I am writing as me being on the day of, as this was when I started, but writing it took longer - my heart wanted to take it really slow.

Today was heavy with grief, but beautiful. I went to teamLab Borderless, the main place I wanted to bring Carlos to, ever since around the same time last year, when I visited it - and was gushing with inspiration that I wanted to share.

I recognized, on the way there, that this was the pilgrimage that I set out to. And a deep “saudade”, in that heaviest sense of the word - that agonizing mix of sorrow, gratitude, longing and surrender - fell over me as I was approaching the installation space. I think tears started as soon as I showed the QR-code and went through the gates. But that sinking feeling that this was not only a place of arrival for me, but a place of bringing the soul of Carlos too, landed heavier and heavier with each step on the floor-lit stairs down into the Borderless labyrinth.

Borderless opens into a large hall, with projections in all directions. Light there feels like it has a purpose, not merely a utility. It paints kinetic stories, evokes moods, and merges these moments around corners and the mutable corridors that guide towards the different dedicated installations there. Reaching that large hall, an intense wave of relief washed over me, as if I had just dropped a very heavy backpack, carrying him there. The weight was still all over me, but it was a different weight - what I now had over me was the realization that there is where I wanted a shrine for him to be made. And that I was still going to carry the weight of missing.

I roamed the hallways there for a while, sometimes thinking I was at peace, sometimes tears rolling down my face, until I sat for a while at this room with an ethereal wraparound projection with a blue/purple/pinkish tint. I shared this moment with someone who carries my heart well, and felt immense gratitude and love with her presence.

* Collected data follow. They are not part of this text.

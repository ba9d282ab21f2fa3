//! Wiring of the two services from configuration and collaborators.
//!
//! Infrastructure (database pool, bus client) is created by the binaries;
//! everything here takes trait objects so tests can assemble the same graph
//! on in-memory fakes.

use crate::config::{Config, DeadLetterStore};
use baggage_tracker_core::environment::Clock;
use baggage_tracker_core::event_bus::EventBus;
use baggage_tracker_core::store::{
    BaggageRepository, DeadLetterSink, NotificationStore, Outbox, StoreError,
};
use baggage_tracker_postgres::PostgresDeadLetterQueue;
use baggage_tracker_runtime::baggage::BaggageService;
use baggage_tracker_runtime::dead_letter::BusDeadLetterSink;
use baggage_tracker_runtime::outbox::OutboxDispatcher;
use baggage_tracker_runtime::passenger::PassengerService;
use baggage_tracker_runtime::publisher::ChangePublisher;
use baggage_tracker_runtime::subscriber::{ChangeSubscriber, SubscriberPool};
use sqlx::PgPool;
use std::sync::Arc;

/// Baggage side: the command service and the outbox dispatcher behind it.
pub struct BaggageNode {
    /// Status transitions, publishing eagerly
    pub service: Arc<BaggageService>,
    /// Publishes whatever eager publishing left behind
    pub dispatcher: OutboxDispatcher,
}

impl BaggageNode {
    /// Assemble the baggage side around one publisher.
    #[must_use]
    pub fn assemble(
        config: &Config,
        repository: Arc<dyn BaggageRepository>,
        outbox: Arc<dyn Outbox>,
        bus: Arc<dyn EventBus>,
        clock: Arc<dyn Clock>,
    ) -> Self {
        let publisher = Arc::new(
            ChangePublisher::new(bus, config.channels.baggage_state_change.as_str())
                .with_retry_policy(config.retry_policy()),
        );
        let service = Arc::new(BaggageService::new(
            repository,
            Arc::clone(&outbox),
            Arc::clone(&publisher),
            clock,
        ));
        let dispatcher = OutboxDispatcher::new(outbox, publisher)
            .with_batch_size(config.outbox.batch_size)
            .with_poll_interval(config.outbox_poll_interval());

        Self {
            service,
            dispatcher,
        }
    }
}

/// Assemble the passenger side: notifications, subscriber and worker pool.
#[must_use]
pub fn passenger_pool(
    config: &Config,
    notifications: Arc<dyn NotificationStore>,
    dead_letters: Arc<dyn DeadLetterSink>,
    bus: Arc<dyn EventBus>,
    clock: Arc<dyn Clock>,
) -> SubscriberPool {
    let passengers = Arc::new(PassengerService::new(notifications, Arc::clone(&clock)));
    let subscriber = ChangeSubscriber::new(passengers, dead_letters, clock)
        .with_retry_policy(config.retry_policy());

    SubscriberPool::new(
        bus,
        Arc::new(subscriber),
        config.channels.baggage_state_change.as_str(),
        config.bus.consumer_group.as_str(),
    )
    .with_workers(config.subscriber.workers)
}

/// The configured dead-letter destination.
#[must_use]
pub fn dead_letter_sink(
    config: &Config,
    bus: Arc<dyn EventBus>,
    pool: &PgPool,
) -> Arc<dyn DeadLetterSink> {
    match config.subscriber.dead_letter_store {
        DeadLetterStore::Topic => Arc::new(BusDeadLetterSink::new(
            bus,
            config.channels.baggage_state_change_dlq.as_str(),
        )),
        DeadLetterStore::Table => Arc::new(PostgresDeadLetterQueue::new(pool.clone())),
    }
}

/// Connect to `PostgreSQL` and apply migrations.
///
/// # Errors
///
/// Returns a [`StoreError`] if the database is unreachable or a migration fails.
pub async fn connect_database(config: &Config) -> Result<PgPool, StoreError> {
    tracing::info!(max_connections = config.postgres.max_connections, "Connecting to database...");
    let pool =
        baggage_tracker_postgres::connect(&config.postgres.url, config.postgres.max_connections)
            .await?;
    baggage_tracker_postgres::migrate(&pool).await?;
    tracing::info!("Database ready");
    Ok(pool)
}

Inside Borderless there is a tea place, where projections are placed on top of the tea servings. There I got on the phone with Marina, another wonderful friend that I met through Carlos - we shared a talk, which I feel bad for not being entirely present due to the weight of the moment. As I was sending some more messages to that first person, a little projected butterfly flew towards my teacup, in a poignant moment of what felt in me was a blessing from Carlos.

I roam through Borderless for an hour more. And I feel the weight let off, as if the spirit of Carlos can make itself roam through the place more comfortably as time passed. I went back out, through the same gate as the entrance, and felt a deep and solemn gratitude, for the pilgrimage, and for having delivered a piece of mine and Carlos’s soul in a shrine for our mutual inspiration.